I’m missed by some, who attribute it to my introverted nature.  I haven’t been able to find the right way to tell them it isn’t that I don’t want to be with people, but rather it seems people don’t need to be with me.  For all my talk about mission-work and the long-game in terms of relationship building, I’m still pretty American.  I want things to move along quickly.  I want to see some  stuff happening.  And when it’s been months since I’ve had a substantive interaction, and that one was challenging, to say the least, I  begin to tire.

God is good.  And a lot happened on the past two Sundays.

Last Sunday, there was an early discussion before most of the folks arrived.  The topic had been touched on once or twice before but here it was again.  How can we trust or love God if He allows people to go to hell?  This young woman – raised Christian and recently graduated from a prestigious Christian liberal arts college – was insisting that she couldn’t be happy in heaven knowing that there were people in hell.  She wasn’t sure she could trust a God who didn’t make sure everyone went to heaven.

The discussion began based on a Gospel reading from Mark regarding blaspheming the Holy Spirit – calling the good works of God evil.  Conflating good with evil.  She was worried that perhaps she was blaspheming the Holy Spirit, and I agreed that perhaps she was, something she was a bit rattled by to say the least.  If you’re going to insist that God is doing something wrong, something evil by allowing people to go to hell, then you’re putting yourself in a situation similar to the one Jesus warned the scribes about.  If you presume to pass judgment on the works of God, you’re in effect setting yourself up as God, and this is an untenable situation.  So long as you’re putting yourself above God you will refuse the good and necessary gifts of God, and this puts you in eternal danger.

It was an invigorating conversation to say the least.
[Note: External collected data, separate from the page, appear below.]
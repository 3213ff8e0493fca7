//! Exponential backoff for upstream calls.
//!
//! Only failures that carry a transient
//! [`UpstreamError`](rfp_harness_core::error::UpstreamError) (rate limiting,
//! outages, network errors) are retried. Anything else fails immediately.
//! Delays double from `base_delay` and are capped at `base_delay * 32`.

use anyhow::Result;
use rfp_harness_core::error::is_transient;
use std::future::Future;
use std::time::Duration;
use tracing::warn;

#[derive(Debug, Clone, Copy)]
pub struct BackoffPolicy {
    /// Total attempts, including the first.
    pub max_attempts: u32,
    pub base_delay: Duration,
}

impl BackoffPolicy {
    pub fn new(max_attempts: u32, base_delay: Duration) -> Self {
        Self {
            max_attempts: max_attempts.max(1),
            base_delay,
        }
    }

    /// Single attempt, no waiting.
    pub fn none() -> Self {
        Self::new(1, Duration::ZERO)
    }

    /// Delay before retry number `retry` (1-based).
    pub fn delay_for(&self, retry: u32) -> Duration {
        let exp = retry.saturating_sub(1).min(5);
        self.base_delay * (1u32 << exp)
    }
}

/// Run `op` until it succeeds, fails permanently, or attempts run out.
pub async fn with_backoff<T, F, Fut>(policy: BackoffPolicy, label: &str, mut op: F) -> Result<T>
where
    F: FnMut() -> Fut,
    Fut: Future<Output = Result<T>>,
{
    let mut attempt = 1;
    loop {
        match op().await {
            Ok(value) => return Ok(value),
            Err(err) if attempt < policy.max_attempts && is_transient(&err) => {
                let delay = policy.delay_for(attempt);
                warn!(
                    target: "rfp::retry",
                    "{} failed (attempt {}/{}), retrying in {:?}: {:#}",
                    label, attempt, policy.max_attempts, delay, err
                );
                tokio::time::sleep(delay).await;
                attempt += 1;
            }
            Err(err) => return Err(err),
        }
    }
}
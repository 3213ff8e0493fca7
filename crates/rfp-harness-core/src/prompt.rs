//! Prompt templates and context formatting.
//!
//! Two templates drive the pipeline: `sufficiency_evaluator` (placeholders
//! `{context}` and `{question}`) and `rfp_expert` (placeholders `{context}`
//! and `{requirement}`). A rendered prompt is the system text, a blank
//! line, then the filled template.

use serde::Deserialize;

use crate::models::ContextWindow;

/// A system message plus a template with `{name}` placeholders.
#[derive(Debug, Clone, Deserialize, PartialEq)]
pub struct PromptTemplate {
    pub system: String,
    pub template: String,
}

impl PromptTemplate {
    /// Fill placeholders in one pass. Substituted values are never rescanned,
    /// so context text containing `{question}` stays literal. Unknown
    /// placeholders are left untouched.
    pub fn render(&self, vars: &[(&str, &str)]) -> String {
        let mut filled = String::with_capacity(self.template.len());
        let mut rest = self.template.as_str();

        while let Some(open) = rest.find('{') {
            filled.push_str(&rest[..open]);
            let after = &rest[open + 1..];
            let replaced = after.find('}').and_then(|close| {
                let name = &after[..close];
                vars.iter()
                    .find(|(k, _)| *k == name)
                    .map(|(_, v)| (*v, close))
            });
            match replaced {
                Some((value, close)) => {
                    filled.push_str(value);
                    rest = &after[close + 1..];
                }
                None => {
                    filled.push('{');
                    rest = after;
                }
            }
        }
        filled.push_str(rest);

        format!("{}\n\n{}", self.system, filled)
    }
}

/// The templates used by the judge and the answer generator.
#[derive(Debug, Clone, Deserialize, PartialEq)]
pub struct PromptSet {
    pub rfp_expert: PromptTemplate,
    pub sufficiency_evaluator: PromptTemplate,
}

impl Default for PromptSet {
    fn default() -> Self {
        Self {
            rfp_expert: PromptTemplate {
                system: RFP_EXPERT_SYSTEM.to_string(),
                template: RFP_EXPERT_TEMPLATE.to_string(),
            },
            sufficiency_evaluator: PromptTemplate {
                system: SUFFICIENCY_SYSTEM.to_string(),
                template: SUFFICIENCY_TEMPLATE.to_string(),
            },
        }
    }
}

impl PromptSet {
    pub fn answer_prompt(&self, context: &str, requirement: &str) -> String {
        self.rfp_expert
            .render(&[("context", context), ("requirement", requirement)])
    }

    pub fn sufficiency_prompt(&self, context: &str, question: &str) -> String {
        self.sufficiency_evaluator
            .render(&[("context", context), ("question", question)])
    }
}

/// Join windows into one context block, each prefixed with its source.
pub fn format_context(windows: &[ContextWindow]) -> String {
    windows
        .iter()
        .map(|w| format!("Source: {}\nContent:\n{}", w.source, w.text))
        .collect::<Vec<_>>()
        .join("\n\n")
}

const RFP_EXPERT_SYSTEM: &str = "You are an expert proposal writer answering requirements from a \
Request for Proposal on behalf of a vendor. Answer precisely and professionally, using only the \
supporting material when it is relevant. If the material does not cover the requirement, say so \
and give the best general answer you can without inventing specific facts.";

const RFP_EXPERT_TEMPLATE: &str = "Supporting material from previous proposals and product documentation:
{context}

Requirement:
{requirement}

Write the response to this requirement.";

const SUFFICIENCY_SYSTEM: &str = "You evaluate whether retrieved context contains enough \
information to answer a question. Be strict: answer YES only if the context directly supports a \
complete answer.";

const SUFFICIENCY_TEMPLATE: &str = "Context:
{context}

Question:
{question}

Reply in exactly this format:
Response: YES or NO
Explanation: <one sentence>
Additional Information Needed (if NO): <what is missing>";

#[cfg(test)]
mod tests {
    use super::*;

    #[test]
    fn render_fills_placeholders_after_system() {
        let t = PromptTemplate {
            system: "SYS".into(),
            template: "C={context} Q={question}".into(),
        };
        assert_eq!(t.render(&[("context", "ctx"), ("question", "q?")]), "SYS\n\nC=ctx Q=q?");
    }

    #[test]
    fn substituted_values_are_not_rescanned() {
        let t = PromptTemplate {
            system: "S".into(),
            template: "{context}|{question}".into(),
        };
        let out = t.render(&[("context", "{question}"), ("question", "real")]);
        assert_eq!(out, "S\n\n{question}|real");
    }

    #[test]
    fn unknown_and_unclosed_braces_stay_literal() {
        let t = PromptTemplate {
            system: "S".into(),
            template: "{json} {context} {".into(),
        };
        assert_eq!(t.render(&[("context", "x")]), "S\n\n{json} x {");
    }

    #[test]
    fn context_lists_each_source() {
        let ctx = format_context(&[
            ContextWindow {
                source: "a.pdf".into(),
                text: "alpha".into(),
            },
            ContextWindow {
                source: "https://b.example".into(),
                text: "beta".into(),
            },
        ]);
        assert_eq!(
            ctx,
            "Source: a.pdf\nContent:\nalpha\n\nSource: https://b.example\nContent:\nbeta"
        );
    }

    #[test]
    fn empty_context_is_empty_string() {
        assert_eq!(format_context(&[]), "");
    }

    #[test]
    fn default_templates_carry_their_placeholders() {
        let prompts = PromptSet::default();
        let p = prompts.sufficiency_prompt("CTX", "Q");
        assert!(p.contains("CTX") && p.contains("Q") && p.contains("Response: YES or NO"));
        let a = prompts.answer_prompt("CTX", "REQ");
        assert!(a.contains("CTX") && a.contains("REQ"));
    }
}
Afterwards I was able to talk with a young man who was struggling in a relationship and the very real difficulty of learning to orient two separate lives down a single path.  I was able to listen and suggest some mentoring courses of action that might be of help to both him and his lady.  New opportunities for my wife and I to live out the Gospel by standing with the people the Holy Spirit has placed in our lives and assisting them with the hard work of life.

That was last week.  An exhausting but very exciting conclusion to an 18-hour work day.

Last night was another great conversation.  A young woman was asking questions about Holy Communion.  She didn’t understand why the Roman Catholic Church (that she was partially raised in but was not confirmed in) wouldn’t allow her to receive Holy Communion?  She saw  Holy Communion as a beautiful and wonderful gift to receive regularly and it make no sense that anyone would be excluded from it.  So after a bit of discussion about Scripture, we opened up Scripture and actually read it together.  Specifically, 1 Corinthians 11:17-34.

She read it, and I would stop her on occasion to explain or elaborate on something Paul said, or offer insights as to what he was getting at.  All of which culminated in verses 27-32, which are some of the most challenging verses in Scripture as regards the Church.  Paul asserts that physical illness and even death can result when someone doesn’t recognize what they’re participating in and therefore receives Holy Communion inappropriately.  It was so amazing and humbling, at the end of perhaps 30 minutes of Scriptural reading and discussion, for her to finally exclaim in understanding that denying Holy Communion to someone who may not know what they’re doing isn’t an attempt to be exclusive or cruel, but rather an expression of Christian love and responsibility.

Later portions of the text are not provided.